> WHAT IS EXPECTED
In the entries below, find the line with "pub enum ExperienceType" and print exactly every line from there up to and including the line with "pub struct ExperienceConfig", with no other lines.

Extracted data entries

..........

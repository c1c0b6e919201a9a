use serde::{Deserialize, Serialize};

/// `TryParse` allows a subfield to fail parsing without failing the parsing of the whole
/// structure.
///
/// Experience and variant sub-entries come from CMS content that editors can break at any time;
/// wrapping them in `TryParse` means one malformed experience degrades to "not matched" while
/// the rest of the entry stays usable.
#[derive(Debug, Serialize, Deserialize, Clone, PartialEq)]
#[serde(untagged)]
pub enum TryParse<T> {
    /// Successfully parsed.
    Parsed(T),
    /// Parsing failed.
    ParseFailed(serde_json::Value),
}

impl<T> TryParse<T> {
    pub fn as_parsed(&self) -> Option<&T> {
        match self {
            TryParse::Parsed(v) => Some(v),
            TryParse::ParseFailed(_) => None,
        }
    }
}

impl<T> From<TryParse<T>> for Option<T> {
    fn from(value: TryParse<T>) -> Self {
        match value {
            TryParse::Parsed(v) => Some(v),
            TryParse::ParseFailed(_) => None,
        }
    }
}

/// A CMS content entry, as handed to the resolver by the host's content layer.
///
/// The core only interprets `id` and the linked `experiences`; everything else rides along in
/// `fields` untouched.
#[derive(Debug, Clone, PartialEq, Serialize, Deserialize)]
#[serde(rename_all = "camelCase")]
pub struct Entry {
    pub id: String,
    /// Experiences linked to this entry. `None` means the entry doesn't carry a
    /// personalization-experiences field at all, which is distinct from an empty list.
    #[serde(default, skip_serializing_if = "Option::is_none")]
    pub experiences: Option<Vec<TryParse<ExperienceEntry>>>,
    #[serde(flatten)]
    pub fields: serde_json::Map<String, serde_json::Value>,
}

/// Field key under which [`resolve`][super::resolve::resolve] records which selection produced a
/// resolved entry.
pub const PERSONALIZATION_META_FIELD: &str = "attunePersonalization";

/// An experience definition: links a baseline to one or more variants with a traffic and
/// distribution policy.
#[derive(Debug, Clone, PartialEq, Serialize, Deserialize)]
#[serde(rename_all = "camelCase")]
pub struct ExperienceEntry {
    pub id: String,
    #[serde(rename = "type")]
    pub experience_type: ExperienceType,
    pub config: ExperienceConfig,
    #[serde(default, skip_serializing_if = "Option::is_none")]
    pub audience: Option<AudienceRef>,
    /// Variant entries linked to this experience, looked up by id when a replacement component
    /// selects one.
    #[serde(default)]
    pub variants: Vec<TryParse<Entry>>,
}

#[derive(Debug, Clone, Copy, PartialEq, Eq, Serialize, Deserialize)]
#[serde(rename_all = "lowercase")]
#[allow(missing_docs)]
pub enum ExperienceType {
    Experiment,
    Personalization,
}

#[derive(Debug, Clone, PartialEq, Serialize, Deserialize)]
#[serde(rename_all = "camelCase")]
#[allow(missing_docs)]
pub struct ExperienceConfig {
    /// Traffic split across baseline + variants. Allocation itself happens server-side; clients
    /// only use this for well-formedness checks.
    #[serde(default)]
    pub distribution: Vec<f64>,
    #[serde(default)]
    pub components: Vec<TryParse<ExperienceComponent>>,
    #[serde(default, skip_serializing_if = "Option::is_none")]
    pub traffic: Option<f64>,
    #[serde(default = "default_sticky")]
    pub sticky: bool,
}

fn default_sticky() -> bool {
    true
}

#[derive(Debug, Clone, PartialEq, Serialize, Deserialize)]
#[serde(rename_all = "camelCase")]
#[allow(missing_docs)]
pub struct AudienceRef {
    pub id: String,
}

/// One personalized slot inside an experience.
#[derive(Debug, Clone, PartialEq, Serialize, Deserialize)]
#[serde(tag = "type", rename_all = "camelCase")]
pub enum ExperienceComponent {
    /// Swap a whole baseline entry for a variant entry.
    #[serde(rename_all = "camelCase")]
    EntryReplacement {
        baseline: EntryRef,
        variants: Vec<EntryRef>,
    },
    /// Override a single field value.
    #[serde(rename_all = "camelCase")]
    InlineVariable {
        key: String,
        value_type: InlineValueType,
        baseline: InlineValue,
        variants: Vec<InlineValue>,
    },
}

#[derive(Debug, Clone, PartialEq, Serialize, Deserialize)]
#[serde(rename_all = "camelCase")]
#[allow(missing_docs)]
pub struct EntryRef {
    pub id: String,
    #[serde(default)]
    pub hidden: bool,
}

#[derive(Debug, Clone, Copy, PartialEq, Eq, Serialize, Deserialize)]
#[serde(rename_all = "lowercase")]
#[allow(missing_docs)]
pub enum InlineValueType {
    String,
    Number,
    Boolean,
    Object,
}

#[derive(Debug, Clone, PartialEq, Serialize, Deserialize)]
#[serde(rename_all = "camelCase")]
#[allow(missing_docs)]
pub struct InlineValue {
    #[serde(default)]
    pub value: serde_json::Value,
}

impl ExperienceEntry {
    /// A well-formed experience links exactly `distribution.len() - 1` variants (index 0 of the
    /// distribution is the baseline).
    pub fn is_well_formed(&self) -> bool {
        !self.config.distribution.is_empty()
            && self.variants.len() == self.config.distribution.len() - 1
    }
}

#[cfg(test)]
mod tests {
    use super::*;

    #[test]
    fn malformed_experience_degrades_without_poisoning_entry() {
        let entry: Entry = serde_json::from_value(serde_json::json!({
            "id": "B1",
            "experiences": [
                {"this is": "not an experience"},
                {
                    "id": "E1",
                    "type": "experiment",
                    "config": {"distribution": [0.5, 0.5]},
                    "variants": [{"id": "V1"}],
                },
            ],
            "headline": "hello",
        }))
        .unwrap();

        let experiences = entry.experiences.as_ref().unwrap();
        assert_eq!(experiences.len(), 2);
        assert!(experiences[0].as_parsed().is_none());
        assert_eq!(experiences[1].as_parsed().unwrap().id, "E1");
        assert_eq!(entry.fields["headline"], "hello");
    }

    #[test]
    fn component_union_is_tagged_by_type() {
        let component: ExperienceComponent = serde_json::from_value(serde_json::json!({
            "type": "entryReplacement",
            "baseline": {"id": "B1"},
            "variants": [{"id": "V1", "hidden": false}],
        }))
        .unwrap();
        assert!(matches!(
            component,
            ExperienceComponent::EntryReplacement { .. }
        ));

        let component: ExperienceComponent = serde_json::from_value(serde_json::json!({
            "type": "inlineVariable",
            "key": "headline",
            "valueType": "string",
            "baseline": {"value": "hello"},
            "variants": [{"value": "howdy"}],
        }))
        .unwrap();
        assert!(matches!(
            component,
            ExperienceComponent::InlineVariable { .. }
        ));
        // Variant fields stay camelCase on the wire.
        let wire = serde_json::to_value(&component).unwrap();
        assert_eq!(wire["valueType"], "string");
    }

    #[test]
    fn well_formedness_ties_variants_to_distribution() {
        let experience: ExperienceEntry = serde_json::from_value(serde_json::json!({
            "id": "E1",
            "type": "experiment",
            "config": {"distribution": [0.5, 0.5]},
            "variants": [{"id": "V1"}],
        }))
        .unwrap();
        assert!(experience.is_well_formed());

        let experience: ExperienceEntry = serde_json::from_value(serde_json::json!({
            "id": "E1",
            "type": "experiment",
            "config": {"distribution": [0.5, 0.25, 0.25]},
            "variants": [{"id": "V1"}],
        }))
        .unwrap();
        assert!(!experience.is_well_formed());
    }
}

..........

> EXERCISE ANSWER
pub enum ExperienceType {
    Experiment,
    Personalization,
}

#[derive(Debug, Clone, PartialEq, Serialize, Deserialize)]
#[serde(rename_all = "camelCase")]
#[allow(missing_docs)]
pub struct ExperienceConfig {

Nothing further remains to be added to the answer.